### EXERCISE DESCRIPTION
Beneath this instruction is a block of data; output from it exactly the lines that run from the one containing "let out = layer.output.ok_or_else(||" through the one containing "if kind == LayerKind::Scale", inclusive.

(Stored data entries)
--

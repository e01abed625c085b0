// Copyright (c) 2025 Dimitris Kafetzis
//
// Licensed under the MIT License.
// See LICENSE file in the project root for full license information.
//
// SPDX-License-Identifier: MIT

//! JSON network manifest: the authoring format behind the packed blobs.
//!
//! A manifest describes the compute chain only; the builder prepends the
//! data layer that injects the external frame. Packing a manifest yields
//! the descriptor blob plus a weights blob, which is what the engine and
//! the device actually consume.
//!
//! # Format
//! ```json
//! {
//!   "name": "mnist-lite",
//!   "input": { "channels": 1, "height": 28, "width": 28 },
//!   "layers": [
//!     { "kind": "scale", "scale_mul": 1, "scale_shift": 0 },
//!     { "kind": "dense", "output": { "channels": 10, "height": 1, "width": 1 } }
//!   ]
//! }
//! ```
//!
//! Layers without trained parameters get deterministic synthesized
//! weights, so a packed network behaves identically on every run.

use crate::descriptor::{
    dense_weight_bytes, DescriptorHeader, LayerKind, LayerRecord, NetDescriptor, TensorDims,
    DEFAULT_LAYERS_GROUP, DESCRIPTOR_ABI_VERSION, DESCRIPTOR_MAGIC,
};
use crate::FormatError;
use std::path::Path;

/// Heap bytes the device reserves per compute layer on top of its weights.
const LAYER_PARAM_OVERHEAD_BYTES: u32 = 16;

/// Top-level network manifest, deserialized from JSON.
#[derive(Debug, Clone, serde::Serialize, serde::Deserialize)]
pub struct NetManifest {
    /// Human-readable network name (e.g., `"mnist-lite"`).
    pub name: String,
    #[serde(default)]
    pub description: String,
    /// External input dimensions; also the data layer's shape.
    pub input: TensorDims,
    /// Parameter-heap override in bytes. Defaults to the summed per-layer
    /// demand rounded up to the next KiB.
    #[serde(default)]
    pub param_heap_bytes: Option<u32>,
    /// Per-core scratch limits forwarded to the device untouched.
    #[serde(default)]
    pub scratch_l1_bytes: u32,
    #[serde(default)]
    pub scratch_l2_bytes: u32,
    #[serde(default)]
    pub scratch_l3_bytes: u32,
    /// Compute layers in chain order. The data layer is implicit.
    pub layers: Vec<ManifestLayer>,
}

/// A single compute layer entry in the manifest.
#[derive(Debug, Clone, serde::Serialize, serde::Deserialize)]
pub struct ManifestLayer {
    /// Layer kind string (e.g., `"identity"`, `"scale"`, `"dense"`).
    pub kind: String,
    /// Layer group this layer is scheduled into. Defaults to group 1.
    #[serde(default)]
    pub group: Option<u32>,
    /// Output dimensions. Required for `dense`; others inherit their input.
    #[serde(default)]
    pub output: Option<TensorDims>,
    /// Fixed-point multiplier for `scale` layers.
    #[serde(default = "default_scale_mul")]
    pub scale_mul: i8,
    /// Right shift for `scale` layers.
    #[serde(default)]
    pub scale_shift: u8,
}

fn default_scale_mul() -> i8 {
    1
}

impl NetManifest {
    /// Loads a manifest from a JSON file path.
    pub fn from_file(path: &Path) -> Result<Self, FormatError> {
        let content = std::fs::read_to_string(path).map_err(|source| FormatError::ReadError {
            path: path.to_path_buf(),
            source,
        })?;
        Self::from_json(&content)
    }

    /// Parses a manifest from a JSON string.
    pub fn from_json(json: &str) -> Result<Self, FormatError> {
        let manifest: Self = serde_json::from_str(json)?;
        Ok(manifest)
    }

    /// Serializes the manifest to pretty-printed JSON.
    pub fn to_json(&self) -> Result<String, FormatError> {
        Ok(serde_json::to_string_pretty(self)?)
    }

    /// Writes the manifest to a JSON file.
    pub fn to_file(&self, path: &Path) -> Result<(), FormatError> {
        let json = self.to_json()?;
        std::fs::write(path, json).map_err(|source| FormatError::WriteError {
            path: path.to_path_buf(),
            source,
        })
    }

    /// A chain of `layers` identity layers over a fixed-shape tensor.
    pub fn identity_chain(name: &str, layers: u32, height: u32, width: u32, channels: u32) -> Self {
        Self {
            name: name.to_string(),
            description: String::new(),
            input: TensorDims::new(channels, height, width),
            param_heap_bytes: None,
            scratch_l1_bytes: 0,
            scratch_l2_bytes: 0,
            scratch_l3_bytes: 0,
            layers: (0..layers)
                .map(|_| ManifestLayer {
                    kind: "identity".to_string(),
                    group: None,
                    output: None,
                    scale_mul: 1,
                    scale_shift: 0,
                })
                .collect(),
        }
    }

    /// A scale + dense classifier head over a `height`×`width`×`channels`
    /// frame, emitting one score byte per class.
    pub fn classifier(name: &str, height: u32, width: u32, channels: u32, classes: u32) -> Self {
        Self {
            name: name.to_string(),
            description: String::new(),
            input: TensorDims::new(channels, height, width),
            param_heap_bytes: None,
            scratch_l1_bytes: 0,
            scratch_l2_bytes: 0,
            scratch_l3_bytes: 0,
            layers: vec![
                ManifestLayer {
                    kind: "scale".to_string(),
                    group: None,
                    output: None,
                    scale_mul: 1,
                    scale_shift: 0,
                },
                ManifestLayer {
                    kind: "dense".to_string(),
                    group: None,
                    output: Some(TensorDims::new(classes, 1, 1)),
                    scale_mul: 1,
                    scale_shift: 0,
                },
            ],
        }
    }

    /// Assigns layer groups to the compute layers in chain order.
    pub fn with_groups(mut self, groups: &[u32]) -> Self {
        for (layer, &group) in self.layers.iter_mut().zip(groups) {
            layer.group = Some(group);
        }
        self
    }

    /// Validates that the manifest is internally consistent.
    ///
    /// Checks:
    /// - At least one compute layer is defined.
    /// - All layer kind strings are recognised and none names the
    ///   implicit data layer.
    /// - Input and output dimensions are non-zero.
    /// - `dense` layers declare an output shape; other kinds do not reshape.
    /// - No compute layer targets the data group 0.
    pub fn validate(&self) -> Result<(), FormatError> {
        if self.layers.is_empty() {
            return Err(FormatError::InvalidManifest {
                detail: "manifest contains no compute layers".into(),
            });
        }
        if self.input.byte_len() == 0 {
            return Err(FormatError::InvalidManifest {
                detail: "input dimensions must be non-zero".into(),
            });
        }

        let mut dims = self.input;
        for (i, layer) in self.layers.iter().enumerate() {
            let kind = LayerKind::from_str_loose(&layer.kind).ok_or_else(|| {
                FormatError::InvalidManifest {
                    detail: format!("layer {}: unrecognised kind '{}'", i, layer.kind),
                }
            })?;
            if kind.is_data() {
                return Err(FormatError::InvalidManifest {
                    detail: format!("layer {}: the data layer is implicit", i),
                });
            }
            if layer.group == Some(0) {
                return Err(FormatError::InvalidManifest {
                    detail: format!("layer {}: group 0 is reserved for the data layer", i),
                });
            }

            match kind {
                LayerKind::Dense => {
                    let out = layer.output.ok_or_else(|| FormatError::InvalidManifest {
                        detail: format!("layer {}: dense requires an output shape", i),
                    })?;
                    if out.byte_len() == 0 {
                        return Err(FormatError::InvalidManifest {
                            detail: format!("layer {}: zero-sized output shape", i),
                        });
                    }
                    dims = out;
                }
                _ => {
                    if let Some(out) = layer.output {
                        if out != dims {
                            return Err(FormatError::InvalidManifest {
                                detail: format!(
                                    "layer {}: kind '{}' must not reshape",
                                    i, layer.kind
                                ),
                            });
                        }
                    }
                    if kind == LayerKind::Scale && layer.scale_shift > 15 {
                        return Err(FormatError::InvalidManifest {
                            detail: format!(
                                "layer {}: scale shift {} out of range",
                                i, layer.scale_shift
                            ),
                        });
                    }
                }
            }
        }

        Ok(())
    }

    /// Packs the manifest into a descriptor and a weights blob.
    ///
    /// The result passes [`NetDescriptor::validate`]; use
    /// [`build_unchecked`](Self::build_unchecked) to construct deliberately
    /// malformed descriptors in tests.
    pub fn build(&self) -> Result<(NetDescriptor, Vec<u8>), FormatError> {
        let (descriptor, weights) = self.build_unchecked()?;
        descriptor.validate()?;
        Ok((descriptor, weights))
    }

    /// Packs without the final descriptor validation pass.
    pub fn build_unchecked(&self) -> Result<(NetDescriptor, Vec<u8>), FormatError> {
        self.validate()?;

        let mut layers = Vec::with_capacity(self.layers.len() + 1);
        let mut weights: Vec<u8> = Vec::new();

        layers.push(LayerRecord {
            index: 0,
            kind: LayerKind::Data.as_u32(),
            group_id: 0,
            in_channels: self.input.channels,
            in_height: self.input.height,
            in_width: self.input.width,
            out_channels: self.input.channels,
            out_height: self.input.height,
            out_width: self.input.width,
            weight_offset: 0,
            weight_bytes: 0,
            param_bytes: 0,
        });

        let mut dims = self.input;
        for (i, layer) in self.layers.iter().enumerate() {
            let index = (i + 1) as u32;
            // validate() already vetted the kind strings.
            let kind = LayerKind::from_str_loose(&layer.kind).ok_or_else(|| {
                FormatError::InvalidManifest {
                    detail: format!("layer {}: unrecognised kind '{}'", i, layer.kind),
                }
            })?;
            let in_dims = dims;
            let out_dims = match kind {
                LayerKind::Dense => layer.output.unwrap_or(in_dims),
                _ => in_dims,
            };

            let weight_offset = weights.len() as u32;
            match kind {
                LayerKind::Scale => {
                    weights.push(layer.scale_mul as u8);
                    weights.push(layer.scale_shift);
                }
                LayerKind::Dense => {
                    synthesize_dense_weights(index, in_dims, out_dims, &mut weights);
                }
                LayerKind::Data | LayerKind::Identity => {}
            }
            let weight_bytes = weights.len() as u32 - weight_offset;

            layers.push(LayerRecord {
                index,
                kind: kind.as_u32(),
                group_id: layer.group.unwrap_or(DEFAULT_LAYERS_GROUP),
                in_channels: in_dims.channels,
                in_height: in_dims.height,
                in_width: in_dims.width,
                out_channels: out_dims.channels,
                out_height: out_dims.height,
                out_width: out_dims.width,
                weight_offset,
                weight_bytes,
                param_bytes: weight_bytes + LAYER_PARAM_OVERHEAD_BYTES,
            });
            dims = out_dims;
        }

        let demand: u32 = layers.iter().map(|l| l.param_bytes).sum();
        let param_heap_bytes = self
            .param_heap_bytes
            .unwrap_or_else(|| demand.next_multiple_of(1024));

        let header = DescriptorHeader {
            magic: DESCRIPTOR_MAGIC,
            abi_version: DESCRIPTOR_ABI_VERSION,
            header_bytes: std::mem::size_of::<DescriptorHeader>() as u32,
            record_bytes: std::mem::size_of::<LayerRecord>() as u32,
            layer_count: layers.len() as u32,
            input_channels: self.input.channels,
            input_height: self.input.height,
            input_width: self.input.width,
            param_heap_bytes,
            scratch_l1_bytes: self.scratch_l1_bytes,
            scratch_l2_bytes: self.scratch_l2_bytes,
            scratch_l3_bytes: self.scratch_l3_bytes,
        };

        Ok((NetDescriptor { header, layers }, weights))
    }
}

--

### WRITTEN ANSWER
                    let out = layer.output.ok_or_else(|| FormatError::InvalidManifest {
                        detail: format!("layer {}: dense requires an output shape", i),
                    })?;
                    if out.byte_len() == 0 {
                        return Err(FormatError::InvalidManifest {
                            detail: format!("layer {}: zero-sized output shape", i),
                        });
                    }
                    dims = out;
                }
                _ => {
                    if let Some(out) = layer.output {
                        if out != dims {
                            return Err(FormatError::InvalidManifest {
                                detail: format!(
                                    "layer {}: kind '{}' must not reshape",
                                    i, layer.kind
                                ),
                            });
                        }
                    }
                    if kind == LayerKind::Scale && layer.scale_shift > 15 {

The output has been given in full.